The only thing that scares me more than the current information asymmetry between investors and startup employees is the thought of the kind of structures engineers can come up with when their livelihood is at stake!


If Good was a unicorn, that definition needs some work. Good was in a downward arc since 2011-2012 imo. How many new customers did they acquire compared to Airwatch/MobileIron/etc?


"Unicorn" is rather well-defined (if somewhat arbitrarily):any valuation north of $1bn qualifies a startup as a unicorn. In some cases - such as this, the $1bn+ valuation is fleeting / illusory.


Gotcha. Usually you hear the term referring to Uber, Dropbox, etc. I never would have put Good in that company. (Although Dropbox can't seem to make a product that I am willing to pay for)


The answer to this is to

1 ban these multi class share classes 2 reform employee share taxation so that you only pay tax on a real liquidity event.

I know 1 is hard but 2 should be do able given SV's lobbying power.


This sounds tautological...


This article is written as if it's the startup's fault that tax laws are irrational. Doesn't reflect well on the NYT.


The decision to accept a deal which valued the employees' equity so low compared to the VC owned equity is entirely the company's own.

I suppose you could argue that the tax system should be aware that common stock valuation should not be inferred from preferred stock valuation...


The valuation of the company and the waterfall of the payment are two separate things. Presumably this was the highest valuation they could have gotten (no reason not to believe it given that it was a distressed sale). And the tax on the common stock the employees received when they exercised their options was based on the valuation of the common stock - so the tax system did correctly handle that.


They're not separate. The valuation of a thing is dependent on how much money the owners of that thing are willing to accept for it. The common stock holders' interests were poorly represented in the price negotiation. The decision to structure stock ownership in that way is, again, entirely the company's, not the tax system's.

Sure, employees share some responsibility for accepting compensation that includes stock which can be sold on your behalf without your having any say in the price you're willing to take... but companies choose to offer comp packages which include that kind of stock precisely because it's hard for employees to value, and it's easy for employees to overvalue.


> The common stock holders' interests were poorly represented in the price negotiation.

You're mistaken here. Your point rests on there being a possibility that Blackberry paid the same amount for the company (the valuation), but common stock holders got more (the waterfall). This was not possible.

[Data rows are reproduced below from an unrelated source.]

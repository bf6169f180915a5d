//! Hash-chain integrity and provenance verification for signed content chunks.
//!
//! Each captured chunk becomes a [`Block`] that links to its predecessor by
//! canonical digest and is signed by the capturing device's Ed25519 key. This
//! crate answers two questions:
//!
//! - may a candidate block be appended to the canonical chain ([`try_append`]),
//! - does a claimed chain fragment shipped with some content faithfully match
//!   the canonical chain ([`verify_content`]).
//!
//! Storage is abstracted behind [`ChainStore`]; [`MemoryStore`] and
//! [`JsonStore`] are provided.
//!
//! # Example
//!
//! ```
//! use vp_prov::{
//!     content_fingerprint, expected_prev_hash, keygen, register_device, sign_block, try_append,
//!     verify_content, Block, ChainStore, MemoryStore,
//! };
//!
//! let store = MemoryStore::new();
//! let (secret, public) = keygen();
//! register_device(&store, "cam-1", &hex::encode(public)).unwrap();
//!
//! let content = b"first chunk";
//! let mut block = Block {
//!     index: 0,
//!     chunk_hash: content_fingerprint(content),
//!     sensor_fingerprint: "imx-586".to_string(),
//!     prev_hash: expected_prev_hash(None),
//!     timestamp: "2024-05-01T12:00:00.000Z".to_string(),
//!     signature: String::new(),
//!     device_id: "cam-1".to_string(),
//! };
//! block.signature = sign_block(&block, &secret);
//! try_append(&store, block).unwrap();
//!
//! let claim = store.chain().unwrap();
//! let report = verify_content(&store, content, &claim).unwrap();
//! assert!(report.overall_valid);
//! ```

mod append;
mod audit;
mod parse;
mod registry;
mod signature;
mod store;
mod types;
mod verify;

pub use append::{try_append, try_append_json, AppendError};
pub use audit::{audit_blocks, audit_chain, AuditReport, ChainFault};
pub use parse::{
    block_from_value, parse_block, parse_claim, validate_registration, ValidationError,
};
pub use registry::{register_device, RegisterError};
pub use signature::{
    keygen, sign_block, sign_message, verify_block_signature, verify_signature,
    verify_signature_hex, PUBLIC_KEY_LEN, SIGNATURE_LEN,
};
pub use store::{ChainStore, JsonStore, MemoryStore, StoreError, CHAIN_FILE, DEVICES_FILE};
pub use types::{expected_prev_hash, next_index, Block, Device, VerificationReport};
pub use vp_hash::{canonical_digest, content_fingerprint, GENESIS_PREV_HASH};
pub use verify::{
    check_continuity, check_frame_hash, check_sensor_fingerprints, check_signatures,
    verify_against, verify_content, Verdict,
};
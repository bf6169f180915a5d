//! Subcommand implementations.

pub mod chain;
pub mod device;
pub mod verify;

use anyhow::{Context, Result};
use std::path::Path;
use vp_prov::JsonStore;

/// Open the JSON data directory used by every store-backed command.
pub fn open_store(data_dir: &Path) -> Result<JsonStore> {
    JsonStore::open(data_dir)
        .with_context(|| format!("failed to open data directory {}", data_dir.display()))
}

But the people negotiating the deal with Blackberry knew how the waterfall would shake out. They elected to agree to a price where the share of the purchase price distributed across common stockholders left many employees in a bad place. That was a choice. As was structuring the ownership of the company, and the compensation offers to their employees, in that way in the first place.


Right, but we have to assume that Good could not have gotten a better price from Blackberry. The alternative was even worse from the common shareholders - a price of $0 for their shares.

They also could not have changed the waterfall. So I'm not sure what your point is, really


The article states that 6 months earlier, the board turned down a potential sale valued at double the eventual sale price.


This would be relevant only if the better opportunity was contemporaneous with the one Good accepted. As you mentioned, that opportunity was six months' gone.


The startup and/or its employees should have known the tax laws. It's not like this exact thing hasn't been happening for years and years.

(And it kind of is the startups fault that there isn't a way to exercise-and-sell the options. If it was a public company you wouldn't need to take the risk of a massive AMT bill)


It would be a strange reading of this article to conclude that this one company invented US tax law.

But, if the company heavily compensates people with an asset that has irrational tax laws, then it does seem like they bare responsibility.


They are relying on the employees not knowing better.